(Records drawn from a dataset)

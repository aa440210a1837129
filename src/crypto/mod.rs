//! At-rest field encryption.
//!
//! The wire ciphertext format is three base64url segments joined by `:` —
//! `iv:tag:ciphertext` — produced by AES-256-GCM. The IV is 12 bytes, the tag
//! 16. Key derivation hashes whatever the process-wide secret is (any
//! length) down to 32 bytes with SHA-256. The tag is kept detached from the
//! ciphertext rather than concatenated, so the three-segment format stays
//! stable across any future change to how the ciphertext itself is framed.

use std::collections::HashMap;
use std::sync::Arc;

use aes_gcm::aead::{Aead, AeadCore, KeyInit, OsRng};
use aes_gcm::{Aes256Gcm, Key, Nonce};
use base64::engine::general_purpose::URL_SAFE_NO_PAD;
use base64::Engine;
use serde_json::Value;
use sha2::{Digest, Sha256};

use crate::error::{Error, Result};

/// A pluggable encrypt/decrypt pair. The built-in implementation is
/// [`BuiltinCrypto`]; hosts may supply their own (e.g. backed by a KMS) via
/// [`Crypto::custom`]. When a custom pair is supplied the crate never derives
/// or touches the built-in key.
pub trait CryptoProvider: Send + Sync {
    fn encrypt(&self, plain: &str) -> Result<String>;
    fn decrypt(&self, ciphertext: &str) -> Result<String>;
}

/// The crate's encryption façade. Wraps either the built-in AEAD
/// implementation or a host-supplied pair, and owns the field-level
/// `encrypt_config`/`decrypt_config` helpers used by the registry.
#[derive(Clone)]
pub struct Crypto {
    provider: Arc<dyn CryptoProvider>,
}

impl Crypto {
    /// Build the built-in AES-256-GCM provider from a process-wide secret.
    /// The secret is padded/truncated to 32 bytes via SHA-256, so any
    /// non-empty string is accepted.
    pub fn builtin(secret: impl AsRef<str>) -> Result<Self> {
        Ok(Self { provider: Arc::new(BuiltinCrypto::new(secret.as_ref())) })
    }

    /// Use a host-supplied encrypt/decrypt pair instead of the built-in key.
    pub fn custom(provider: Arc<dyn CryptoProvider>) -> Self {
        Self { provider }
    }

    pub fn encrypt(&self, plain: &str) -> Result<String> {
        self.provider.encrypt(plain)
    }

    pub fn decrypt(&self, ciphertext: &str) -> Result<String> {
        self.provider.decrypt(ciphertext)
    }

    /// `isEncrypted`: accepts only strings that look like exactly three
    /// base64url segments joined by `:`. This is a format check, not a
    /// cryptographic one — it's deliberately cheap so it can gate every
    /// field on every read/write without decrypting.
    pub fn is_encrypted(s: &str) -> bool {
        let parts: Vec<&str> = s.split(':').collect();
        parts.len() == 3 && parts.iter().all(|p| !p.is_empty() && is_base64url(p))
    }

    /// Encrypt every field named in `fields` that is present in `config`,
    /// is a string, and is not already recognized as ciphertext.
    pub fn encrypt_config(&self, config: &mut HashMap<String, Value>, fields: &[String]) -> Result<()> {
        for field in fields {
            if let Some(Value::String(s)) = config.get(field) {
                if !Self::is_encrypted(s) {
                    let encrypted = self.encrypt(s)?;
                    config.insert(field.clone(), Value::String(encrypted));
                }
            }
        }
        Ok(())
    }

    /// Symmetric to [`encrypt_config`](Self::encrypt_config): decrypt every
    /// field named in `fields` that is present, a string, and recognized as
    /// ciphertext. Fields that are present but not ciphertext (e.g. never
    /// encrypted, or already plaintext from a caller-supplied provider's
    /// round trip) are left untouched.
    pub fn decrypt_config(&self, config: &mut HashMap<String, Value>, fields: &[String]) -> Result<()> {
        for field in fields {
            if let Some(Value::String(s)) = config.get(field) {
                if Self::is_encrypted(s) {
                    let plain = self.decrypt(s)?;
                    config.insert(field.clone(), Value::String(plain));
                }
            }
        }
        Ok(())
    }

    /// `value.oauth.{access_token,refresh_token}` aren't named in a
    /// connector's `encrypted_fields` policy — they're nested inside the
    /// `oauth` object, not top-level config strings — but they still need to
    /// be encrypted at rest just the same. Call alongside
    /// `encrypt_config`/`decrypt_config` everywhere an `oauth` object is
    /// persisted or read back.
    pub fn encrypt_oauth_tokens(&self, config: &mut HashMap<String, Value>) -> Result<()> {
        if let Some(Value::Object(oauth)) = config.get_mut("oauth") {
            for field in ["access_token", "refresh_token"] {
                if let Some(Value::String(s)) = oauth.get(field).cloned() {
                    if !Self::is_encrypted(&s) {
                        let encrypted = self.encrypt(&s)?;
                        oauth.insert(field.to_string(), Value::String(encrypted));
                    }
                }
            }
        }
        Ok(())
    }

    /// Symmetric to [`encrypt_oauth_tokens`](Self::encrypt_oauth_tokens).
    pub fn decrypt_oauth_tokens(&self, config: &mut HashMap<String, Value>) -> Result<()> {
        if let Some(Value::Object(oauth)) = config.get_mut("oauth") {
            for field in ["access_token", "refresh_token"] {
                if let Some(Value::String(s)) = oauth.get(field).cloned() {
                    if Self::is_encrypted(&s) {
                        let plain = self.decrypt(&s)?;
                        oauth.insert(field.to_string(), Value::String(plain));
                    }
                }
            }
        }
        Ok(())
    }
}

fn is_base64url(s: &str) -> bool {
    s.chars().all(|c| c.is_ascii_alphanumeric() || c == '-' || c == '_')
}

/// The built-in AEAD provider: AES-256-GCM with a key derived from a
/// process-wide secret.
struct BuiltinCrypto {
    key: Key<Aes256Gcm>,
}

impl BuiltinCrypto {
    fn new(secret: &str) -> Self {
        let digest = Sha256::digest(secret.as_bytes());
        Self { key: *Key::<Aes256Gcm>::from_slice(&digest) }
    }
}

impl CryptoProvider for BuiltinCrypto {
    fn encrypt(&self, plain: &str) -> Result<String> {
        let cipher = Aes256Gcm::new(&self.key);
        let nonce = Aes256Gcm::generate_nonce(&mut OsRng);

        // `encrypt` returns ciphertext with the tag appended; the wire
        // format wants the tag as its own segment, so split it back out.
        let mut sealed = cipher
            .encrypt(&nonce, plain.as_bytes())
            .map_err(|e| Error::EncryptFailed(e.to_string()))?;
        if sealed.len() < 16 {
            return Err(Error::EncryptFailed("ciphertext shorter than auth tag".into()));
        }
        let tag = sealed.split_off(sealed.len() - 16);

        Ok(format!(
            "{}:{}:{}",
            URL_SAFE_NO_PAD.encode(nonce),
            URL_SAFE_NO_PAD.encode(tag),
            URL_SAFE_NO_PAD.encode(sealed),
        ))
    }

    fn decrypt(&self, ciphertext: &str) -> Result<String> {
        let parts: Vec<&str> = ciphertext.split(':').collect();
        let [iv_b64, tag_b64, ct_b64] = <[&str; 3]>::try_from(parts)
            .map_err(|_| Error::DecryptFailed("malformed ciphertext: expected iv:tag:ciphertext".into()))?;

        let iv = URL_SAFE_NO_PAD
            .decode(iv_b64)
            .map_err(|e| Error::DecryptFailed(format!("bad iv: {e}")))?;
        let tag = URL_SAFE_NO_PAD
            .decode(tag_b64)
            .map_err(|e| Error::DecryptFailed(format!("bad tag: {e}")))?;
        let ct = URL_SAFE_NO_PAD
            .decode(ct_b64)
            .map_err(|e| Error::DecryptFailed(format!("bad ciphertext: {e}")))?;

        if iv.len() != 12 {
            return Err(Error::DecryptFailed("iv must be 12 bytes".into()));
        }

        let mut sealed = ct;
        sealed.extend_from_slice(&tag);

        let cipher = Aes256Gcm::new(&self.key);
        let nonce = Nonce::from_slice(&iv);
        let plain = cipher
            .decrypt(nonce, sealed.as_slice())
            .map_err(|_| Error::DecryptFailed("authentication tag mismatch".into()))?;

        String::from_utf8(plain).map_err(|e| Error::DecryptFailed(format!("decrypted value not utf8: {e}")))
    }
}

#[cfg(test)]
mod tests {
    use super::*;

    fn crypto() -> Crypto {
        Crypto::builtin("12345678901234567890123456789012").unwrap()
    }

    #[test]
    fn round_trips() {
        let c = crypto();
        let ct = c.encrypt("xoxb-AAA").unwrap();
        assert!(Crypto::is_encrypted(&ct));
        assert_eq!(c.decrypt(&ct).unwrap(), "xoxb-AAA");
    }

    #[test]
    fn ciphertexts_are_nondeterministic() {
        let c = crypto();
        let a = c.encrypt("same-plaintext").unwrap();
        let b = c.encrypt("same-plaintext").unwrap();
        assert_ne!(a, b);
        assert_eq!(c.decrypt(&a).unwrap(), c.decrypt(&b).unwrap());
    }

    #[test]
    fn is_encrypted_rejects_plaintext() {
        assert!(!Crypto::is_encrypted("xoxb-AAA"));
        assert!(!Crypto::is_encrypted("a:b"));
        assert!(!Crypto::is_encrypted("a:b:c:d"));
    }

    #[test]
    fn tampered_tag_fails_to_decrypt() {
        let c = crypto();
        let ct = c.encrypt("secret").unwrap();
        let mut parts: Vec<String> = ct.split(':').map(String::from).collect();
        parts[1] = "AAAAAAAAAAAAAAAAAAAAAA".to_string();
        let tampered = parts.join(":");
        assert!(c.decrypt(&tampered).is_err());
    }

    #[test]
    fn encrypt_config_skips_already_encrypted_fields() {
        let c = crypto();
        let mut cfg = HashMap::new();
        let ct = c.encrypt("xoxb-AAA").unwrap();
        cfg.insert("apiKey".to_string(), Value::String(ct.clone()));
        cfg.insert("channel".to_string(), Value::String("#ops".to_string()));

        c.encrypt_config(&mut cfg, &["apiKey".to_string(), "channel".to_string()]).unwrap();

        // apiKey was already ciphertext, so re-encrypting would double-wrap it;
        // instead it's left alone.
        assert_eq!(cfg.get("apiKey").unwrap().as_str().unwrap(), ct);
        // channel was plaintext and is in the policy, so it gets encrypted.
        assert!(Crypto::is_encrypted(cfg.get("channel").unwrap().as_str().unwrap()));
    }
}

*What to produce*:
Within the data above, the lines from the one with "pub fn builtin(secret: impl" to the one with "let plain = self.decrypt(s)?;" must be repeated exactly; no other line belongs in the answer.

*Response*:
    pub fn builtin(secret: impl AsRef<str>) -> Result<Self> {
        Ok(Self { provider: Arc::new(BuiltinCrypto::new(secret.as_ref())) })
    }

    /// Use a host-supplied encrypt/decrypt pair instead of the built-in key.
    pub fn custom(provider: Arc<dyn CryptoProvider>) -> Self {
        Self { provider }
    }

    pub fn encrypt(&self, plain: &str) -> Result<String> {
        self.provider.encrypt(plain)
    }

    pub fn decrypt(&self, ciphertext: &str) -> Result<String> {
        self.provider.decrypt(ciphertext)
    }

    /// `isEncrypted`: accepts only strings that look like exactly three
    /// base64url segments joined by `:`. This is a format check, not a
    /// cryptographic one — it's deliberately cheap so it can gate every
    /// field on every read/write without decrypting.
    pub fn is_encrypted(s: &str) -> bool {
        let parts: Vec<&str> = s.split(':').collect();
        parts.len() == 3 && parts.iter().all(|p| !p.is_empty() && is_base64url(p))
    }

    /// Encrypt every field named in `fields` that is present in `config`,
    /// is a string, and is not already recognized as ciphertext.
    pub fn encrypt_config(&self, config: &mut HashMap<String, Value>, fields: &[String]) -> Result<()> {
        for field in fields {
            if let Some(Value::String(s)) = config.get(field) {
                if !Self::is_encrypted(s) {
                    let encrypted = self.encrypt(s)?;
                    config.insert(field.clone(), Value::String(encrypted));
                }
            }
        }
        Ok(())
    }

    /// Symmetric to [`encrypt_config`](Self::encrypt_config): decrypt every
    /// field named in `fields` that is present, a string, and recognized as
    /// ciphertext. Fields that are present but not ciphertext (e.g. never
    /// encrypted, or already plaintext from a caller-supplied provider's
    /// round trip) are left untouched.
    pub fn decrypt_config(&self, config: &mut HashMap<String, Value>, fields: &[String]) -> Result<()> {
        for field in fields {
            if let Some(Value::String(s)) = config.get(field) {
                if Self::is_encrypted(s) {
                    let plain = self.decrypt(s)?;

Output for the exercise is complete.